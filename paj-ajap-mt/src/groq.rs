//! Groq chat-completions provider
//!
//! Talks to Groq's OpenAI-compatible endpoint and asks the model for a JSON
//! object `{"translated": "...", "explanation": "..."}`.
//!
//! # Authentication
//!
//! The provider loads the API key from the `GROQ_API_KEY` environment
//! variable and the model from `GROQ_MODEL` (default `openai/gpt-oss-20b`).
//!
//! # Example
//!
//! ```ignore
//! use paj_ajap::{Translator, VocabularyStore};
//! use paj_ajap_mt::{CompletionProvider, CompletionRequest, GroqProvider};
//!
//! #[tokio::main]
//! async fn main() -> Result<(), Box<dyn std::error::Error>> {
//!     let store = VocabularyStore::embedded();
//!     let provider = GroqProvider::from_env(&store)?;
//!
//!     let partial = Translator::new(store).translate("the cats are happy");
//!     let request = CompletionRequest::new("the cats are happy", &partial);
//!     let completion = provider.complete(&request).await?;
//!     println!("{}", completion.translated);
//!     Ok(())
//! }
//! ```

use crate::completer::CompletionProvider;
use crate::data::{Completion, CompletionRequest};
use crate::error::{MtError, MtResult};
use async_trait::async_trait;
use paj_ajap::VocabularyStore;
use serde_json::json;

/// Model used when `GROQ_MODEL` is not set
pub const DEFAULT_MODEL: &str = "openai/gpt-oss-20b";

/// Part-of-speech categories left out of the base-word list; the prompt
/// describes them separately
const GRAMMAR_CATEGORIES: [&str; 4] = ["suffix", "tense", "op", "number"];

/// Build the system prompt from the vocabulary's base words
pub fn build_system_prompt(store: &VocabularyStore) -> String {
    let base_words = store
        .entries()
        .filter(|entry| {
            !entry
                .pos()
                .split('/')
                .any(|category| GRAMMAR_CATEGORIES.contains(&category))
        })
        .map(|entry| {
            let meanings: Vec<&str> = entry.meanings().iter().take(2).map(String::as_str).collect();
            format!("{}={}", entry.word(), meanings.join("/"))
        })
        .collect::<Vec<_>>()
        .join(", ");

    format!(
        "You are a Paj Ajap conlang translator. \
         You receive a partial translation with [bracketed] unknown words. \
         Replace each [word] with a creative Paj Ajap compound using ONLY these base words:\n\
         {}\n\
         Suffixes: wa=plural, ej=-er/doer, '=opposite\n\
         Tense: þi=present/-ing, jo=past, ja=future/will\n\
         SVO order. Respond ONLY with JSON: {{\"translated\": \"...\", \"explanation\": \"...\"}}",
        base_words
    )
}

/// Groq chat-completions provider
#[derive(Clone)]
pub struct GroqProvider {
    /// API key for bearer authentication
    api_key: String,
    /// HTTP client for async requests
    client: reqwest::Client,
    base_url: String,
    model: String,
    system_prompt: String,
}

impl GroqProvider {
    const TEMPERATURE: f64 = 0.4;
    const MAX_TOKENS: u32 = 512;

    /// Create a provider with an explicit API key
    ///
    /// # Arguments
    ///
    /// * `api_key` - Groq API key
    /// * `store` - Vocabulary whose base words go into the system prompt
    ///
    /// # Returns
    ///
    /// * `Ok(Self)` - New provider instance
    /// * `Err(MtError)` - If API key is empty or HTTP client creation fails
    pub fn new(api_key: String, store: &VocabularyStore) -> MtResult<Self> {
        if api_key.trim().is_empty() {
            return Err(MtError::ConfigError("API key cannot be empty".to_string()));
        }

        let client = reqwest::Client::builder()
            .timeout(std::time::Duration::from_secs(30))
            .build()
            .map_err(|e| MtError::NetworkError(format!("Failed to create HTTP client: {}", e)))?;

        Ok(Self {
            api_key,
            client,
            base_url: "https://api.groq.com/openai/v1/chat/completions".to_string(),
            model: DEFAULT_MODEL.to_string(),
            system_prompt: build_system_prompt(store),
        })
    }

    /// Create a provider from `GROQ_API_KEY`, taking the model from `GROQ_MODEL` if set
    pub fn from_env(store: &VocabularyStore) -> MtResult<Self> {
        let api_key = std::env::var("GROQ_API_KEY").map_err(|_| {
            MtError::ConfigError("GROQ_API_KEY environment variable not set".to_string())
        })?;

        let provider = Self::new(api_key, store)?;
        Ok(match std::env::var("GROQ_MODEL") {
            Ok(model) if !model.trim().is_empty() => provider.with_model(model.trim()),
            _ => provider,
        })
    }

    pub fn with_model(mut self, model: &str) -> Self {
        self.model = model.to_string();
        self
    }

    /// Point the provider at another OpenAI-compatible endpoint
    pub fn with_base_url(mut self, base_url: &str) -> Self {
        self.base_url = base_url.to_string();
        self
    }

    pub fn model(&self) -> &str {
        &self.model
    }

    pub fn system_prompt(&self) -> &str {
        &self.system_prompt
    }

    fn request_body(&self, request: &CompletionRequest) -> serde_json::Value {
        json!({
            "model": self.model,
            "messages": [
                { "role": "system", "content": self.system_prompt },
                { "role": "user", "content": request.user_message() }
            ],
            "temperature": Self::TEMPERATURE,
            "max_tokens": Self::MAX_TOKENS,
            "stream": false,
            "response_format": { "type": "json_object" }
        })
    }
}

impl std::fmt::Debug for GroqProvider {
    fn fmt(&self, f: &mut std::fmt::Formatter<'_>) -> std::fmt::Result {
        f.debug_struct("GroqProvider")
            .field("api_key", &"***")
            .field("base_url", &self.base_url)
            .field("model", &self.model)
            .finish()
    }
}

#[async_trait]
impl CompletionProvider for GroqProvider {
    async fn complete(&self, request: &CompletionRequest) -> MtResult<Completion> {
        let response = self
            .client
            .post(&self.base_url)
            .bearer_auth(&self.api_key)
            .json(&self.request_body(request))
            .send()
            .await?;

        // Check HTTP status
        if !response.status().is_success() {
            let status = response.status();
            let error_text = response
                .text()
                .await
                .unwrap_or_else(|_| "Unknown error".to_string());

            return Err(if status.is_client_error() {
                MtError::ConfigError(format!("API client error ({}): {}", status, error_text))
            } else {
                MtError::CompletionError(format!("API server error ({}): {}", status, error_text))
            });
        }

        let json: serde_json::Value = response.json().await.map_err(|e| {
            MtError::ParseError(format!("Failed to parse API response: {}", e))
        })?;

        let content = json["choices"][0]["message"]["content"]
            .as_str()
            .filter(|content| !content.trim().is_empty())
            .ok_or_else(|| {
                MtError::CompletionError(
                    "Invalid API response: missing 'choices[0].message.content'".to_string(),
                )
            })?;

        Completion::from_json(content)
    }

    fn provider_name(&self) -> &str {
        "Groq"
    }
}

WHAT NEEDS TO BE DONE: Nothing but an exact reproduction of the entries is wanted.

PROBLEM SOLUTION:
filename paj-ajap-mt/src/groq.rs
//! Groq chat-completions provider
//!
//! Talks to Groq's OpenAI-compatible endpoint and asks the model for a JSON
//! object `{"translated": "...", "explanation": "..."}`.
//!
//! # Authentication
//!
//! The provider loads the API key from the `GROQ_API_KEY` environment
//! variable and the model from `GROQ_MODEL` (default `openai/gpt-oss-20b`).
//!
//! # Example
//!
//! ```ignore
//! use paj_ajap::{Translator, VocabularyStore};
//! use paj_ajap_mt::{CompletionProvider, CompletionRequest, GroqProvider};
//!
//! #[tokio::main]
//! async fn main() -> Result<(), Box<dyn std::error::Error>> {
//!     let store = VocabularyStore::embedded();
//!     let provider = GroqProvider::from_env(&store)?;
//!
//!     let partial = Translator::new(store).translate("the cats are happy");
//!     let request = CompletionRequest::new("the cats are happy", &partial);
//!     let completion = provider.complete(&request).await?;
//!     println!("{}", completion.translated);
//!     Ok(())
//! }
//! ```

use crate::completer::CompletionProvider;
use crate::data::{Completion, CompletionRequest};
use crate::error::{MtError, MtResult};
use async_trait::async_trait;
use paj_ajap::VocabularyStore;
use serde_json::json;

/// Model used when `GROQ_MODEL` is not set
pub const DEFAULT_MODEL: &str = "openai/gpt-oss-20b";

/// Part-of-speech categories left out of the base-word list; the prompt
/// describes them separately
const GRAMMAR_CATEGORIES: [&str; 4] = ["suffix", "tense", "op", "number"];

/// Build the system prompt from the vocabulary's base words
pub fn build_system_prompt(store: &VocabularyStore) -> String {
    let base_words = store
        .entries()
        .filter(|entry| {
            !entry
                .pos()
                .split('/')
                .any(|category| GRAMMAR_CATEGORIES.contains(&category))
        })
        .map(|entry| {
            let meanings: Vec<&str> = entry.meanings().iter().take(2).map(String::as_str).collect();
            format!("{}={}", entry.word(), meanings.join("/"))
        })
        .collect::<Vec<_>>()
        .join(", ");

    format!(
        "You are a Paj Ajap conlang translator. \
         You receive a partial translation with [bracketed] unknown words. \
         Replace each [word] with a creative Paj Ajap compound using ONLY these base words:\n\
         {}\n\
         Suffixes: wa=plural, ej=-er/doer, '=opposite\n\
         Tense: þi=present/-ing, jo=past, ja=future/will\n\
         SVO order. Respond ONLY with JSON: {{\"translated\": \"...\", \"explanation\": \"...\"}}",
        base_words
    )
}

/// Groq chat-completions provider
#[derive(Clone)]
pub struct GroqProvider {
    /// API key for bearer authentication
    api_key: String,
    /// HTTP client for async requests
    client: reqwest::Client,
    base_url: String,
    model: String,
    system_prompt: String,
}

impl GroqProvider {
    const TEMPERATURE: f64 = 0.4;
    const MAX_TOKENS: u32 = 512;

    /// Create a provider with an explicit API key
    ///
    /// # Arguments
    ///
    /// * `api_key` - Groq API key
    /// * `store` - Vocabulary whose base words go into the system prompt
    ///
    /// # Returns
    ///
    /// * `Ok(Self)` - New provider instance
    /// * `Err(MtError)` - If API key is empty or HTTP client creation fails
    pub fn new(api_key: String, store: &VocabularyStore) -> MtResult<Self> {
        if api_key.trim().is_empty() {
            return Err(MtError::ConfigError("API key cannot be empty".to_string()));
        }

        let client = reqwest::Client::builder()
            .timeout(std::time::Duration::from_secs(30))
            .build()
            .map_err(|e| MtError::NetworkError(format!("Failed to create HTTP client: {}", e)))?;

        Ok(Self {
            api_key,
            client,
            base_url: "https://api.groq.com/openai/v1/chat/completions".to_string(),
            model: DEFAULT_MODEL.to_string(),
            system_prompt: build_system_prompt(store),
        })
    }

    /// Create a provider from `GROQ_API_KEY`, taking the model from `GROQ_MODEL` if set
    pub fn from_env(store: &VocabularyStore) -> MtResult<Self> {
        let api_key = std::env::var("GROQ_API_KEY").map_err(|_| {
            MtError::ConfigError("GROQ_API_KEY environment variable not set".to_string())
        })?;

        let provider = Self::new(api_key, store)?;
        Ok(match std::env::var("GROQ_MODEL") {
            Ok(model) if !model.trim().is_empty() => provider.with_model(model.trim()),
            _ => provider,
        })
    }

    pub fn with_model(mut self, model: &str) -> Self {
        self.model = model.to_string();
        self
    }

    /// Point the provider at another OpenAI-compatible endpoint
    pub fn with_base_url(mut self, base_url: &str) -> Self {
        self.base_url = base_url.to_string();
        self
    }

    pub fn model(&self) -> &str {
        &self.model
    }

    pub fn system_prompt(&self) -> &str {
        &self.system_prompt
    }

    fn request_body(&self, request: &CompletionRequest) -> serde_json::Value {
        json!({
            "model": self.model,
            "messages": [
                { "role": "system", "content": self.system_prompt },
                { "role": "user", "content": request.user_message() }
            ],
            "temperature": Self::TEMPERATURE,
            "max_tokens": Self::MAX_TOKENS,
            "stream": false,
            "response_format": { "type": "json_object" }
        })
    }
}

impl std::fmt::Debug for GroqProvider {
    fn fmt(&self, f: &mut std::fmt::Formatter<'_>) -> std::fmt::Result {
        f.debug_struct("GroqProvider")
            .field("api_key", &"***")
            .field("base_url", &self.base_url)
            .field("model", &self.model)
            .finish()
    }
}

#[async_trait]
impl CompletionProvider for GroqProvider {
    async fn complete(&self, request: &CompletionRequest) -> MtResult<Completion> {
        let response = self
            .client
            .post(&self.base_url)
            .bearer_auth(&self.api_key)
            .json(&self.request_body(request))
            .send()
            .await?;

        // Check HTTP status
        if !response.status().is_success() {
            let status = response.status();
            let error_text = response
                .text()
                .await
                .unwrap_or_else(|_| "Unknown error".to_string());

            return Err(if status.is_client_error() {
                MtError::ConfigError(format!("API client error ({}): {}", status, error_text))
            } else {
                MtError::CompletionError(format!("API server error ({}): {}", status, error_text))
            });
        }

        let json: serde_json::Value = response.json().await.map_err(|e| {
            MtError::ParseError(format!("Failed to parse API response: {}", e))
        })?;

        let content = json["choices"][0]["message"]["content"]
            .as_str()
            .filter(|content| !content.trim().is_empty())
            .ok_or_else(|| {
                MtError::CompletionError(
                    "Invalid API response: missing 'choices[0].message.content'".to_string(),
                )
            })?;

        Completion::from_json(content)
    }

    fn provider_name(&self) -> &str {
        "Groq"
    }
}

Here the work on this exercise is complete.